Como van las cosas, parece que el capitalismo está más que instalado. Las revoluciones socialistas no siguieron el camino que se esperaba. En vez de avanzar hacia la revolución mundial, involucionaron. En estos momentos, luego de las primeras experiencias revolucionarias, que no fracasaron como dice el interesado discurso de la derecha, pero que llaman a la revisión autocrítica, los ánimos transformadores se ven aplacados. El sistema ha sabido manejar bien –para su conveniencia, obviamente– la furia popular, los descontentos sociales (ahí está el pan y circo moderno: Hollywood y el sacrosanto fútbol), y no se ve cercana otra toma del Palacio de Invierno, ni una Larga Marcha, ni barbudos que bajarán de la sierra o guerrilleros sandinistas entrando victoriosos en la capital. Con el aplacamiento de la protesta social –merced a la represión, a los planes fondomonetaristas, al continuo bombardeo mediático visceralmente anticomunista– hoy día parece ser “lo más revolucionario” ganar una elección presidencial en el marco de la institucionalidad burguesa, o ¿ver que cae el imperio yanki? Para cierta izquierda sigue rigiendo aquella máxima de “el enemigo de mi enemigo es mi amigo”. ¿Habrá que alegrarse si Washington deja de ser la Roma moderna del actual Imperium global?
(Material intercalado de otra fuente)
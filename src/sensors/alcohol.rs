//! MQ-3 alcohol vapour sensor driver.
//!
//! The sensor's analog output goes through a resistive divider into an
//! ESP32-S3 ADC1 channel. Readings are raw 12-bit counts; the interlock
//! threshold is expressed in the same units, so no conversion to mg/L is
//! done here.
//!
//! Every call samples the ADC. Nothing is averaged or cached: the control
//! loop wants one fresh value per cycle.
//!
//! ## Dual-target design
//!
//! On ESP-IDF: reads ADC1 via the oneshot API (initialised by hw_init).
//! On host/test: reads from a static `AtomicU16` for injection, with an
//! `AtomicBool` to simulate driver failures.

#[cfg(not(target_os = "espidf"))]
use core::sync::atomic::{AtomicBool, AtomicU16, Ordering};

#[cfg(target_os = "espidf")]
use crate::drivers::hw_init;
use crate::error::SensorError;

#[cfg(not(target_os = "espidf"))]
static SIM_MQ3_ADC: AtomicU16 = AtomicU16::new(0);
#[cfg(not(target_os = "espidf"))]
static SIM_MQ3_FAULT: AtomicBool = AtomicBool::new(false);

#[cfg(not(target_os = "espidf"))]
pub fn sim_set_alcohol_adc(raw: u16) {
    SIM_MQ3_ADC.store(raw, Ordering::Relaxed);
}

#[cfg(not(target_os = "espidf"))]
pub fn sim_set_adc_fault(failing: bool) {
    SIM_MQ3_FAULT.store(failing, Ordering::Relaxed);
}

pub struct AlcoholSensor {
    channel: u32,
    total_reads: u32,
    _adc_gpio: i32,
}

impl AlcoholSensor {
    pub fn new(adc_gpio: i32, channel: u32) -> Self {
        Self {
            channel,
            total_reads: 0,
            _adc_gpio: adc_gpio,
        }
    }

    pub fn read(&mut self) -> Result<u16, SensorError> {
        self.total_reads = self.total_reads.saturating_add(1);
        self.read_adc()
    }

    /// Samples taken since boot.
    pub fn total_reads(&self) -> u32 {
        self.total_reads
    }

    #[cfg(target_os = "espidf")]
    fn read_adc(&self) -> Result<u16, SensorError> {
        hw_init::adc1_read(self.channel)
    }

    #[cfg(not(target_os = "espidf"))]
    fn read_adc(&self) -> Result<u16, SensorError> {
        let _ = self.channel;
        if SIM_MQ3_FAULT.load(Ordering::Relaxed) {
            return Err(SensorError::AdcReadFailed);
        }
        Ok(SIM_MQ3_ADC.load(Ordering::Relaxed))
    }
}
Si Estados Unidos, la gran potencia capitalista, sangrientamente imperial y guerrerista, va declinando, eso no necesariamente es la mejor noticia para el campo popular del planeta. Su caída se ve ya indetenible: las posibilidades de una guerra civil –por los malestares sociales acumulados, por el racismo, por la exclusión creciente de sectores marginalizados– es cuestión de tiempo. La explosión del Capitolio un par de años atrás es su preámbulo. Su consumo imparable de estupefacientes (legales y no legales) muestra la enfermedad que lo carcome como sociedad. Sin dudas, va cayendo, como les ha pasado a todos los imperios en la historia; no pueden mantenerse en el pináculo en forma indefinida; su sobreconsumo termina pasando factura. Pero debe recordarse que en política los espacios que van quedando vacíos siempre, inexorablemente, son ocupados por otro. ¿Quién será el nuevo imperio? O, visto más en términos marxistas: ¿habrá capitalismo para siempre, con un imperio dominante? ¿Continuará un nuevo imperio capitalista ya no anglófono ahora, o llegará por fin el turno de los “condenados de la tierra”? ¿Es real esa formulación de “es más fácil que se termine el planeta que se termine el capitalismo”? ¿No es derrotista eso? Es más una afirmación de júbilo –de un discurso conservador de derecha, por supuesto– que una afirmación científica seria. Aunque, siendo realistas, la desesperación de la clase dominante de Estados Unidos puede empujar a una locura tal como preferir el holocausto nuclear a perder su hegemonía. Nadie se desprende del poder y los privilegios alegremente.
Ahora bien: ¿qué buscamos quienes seguimos creyendo que hay algo más allá del irracional consumo que nos lega el actual sistema? ¿Un mundo multipolar, con un área-dólar (digamos Occidente –con países pobres y ricos–) y otra área-yuan-rubro, quizá con participación creciente de lo que hoy conocemos como BRICS?, ¿o buscamos el autogobierno de la clase trabajadora y oprimidos varios superando la sociedad del libre mercado? El socialismo como nuevo horizonte superador del actual modo de producción sigue esperando. La multipolaridad abre expectativas, sin dudas, pero no soluciona por arte de magia la pobreza, la ignorancia, las guerras, los prejuicios atávicos. ¿Nos quedamos con la multipolaridad como gran logro (de momento, por lo que se ve, siempre en los marcos del capitalismo), o seguimos pensando en el socialismo, puerta de entrada a la sociedad sin clases?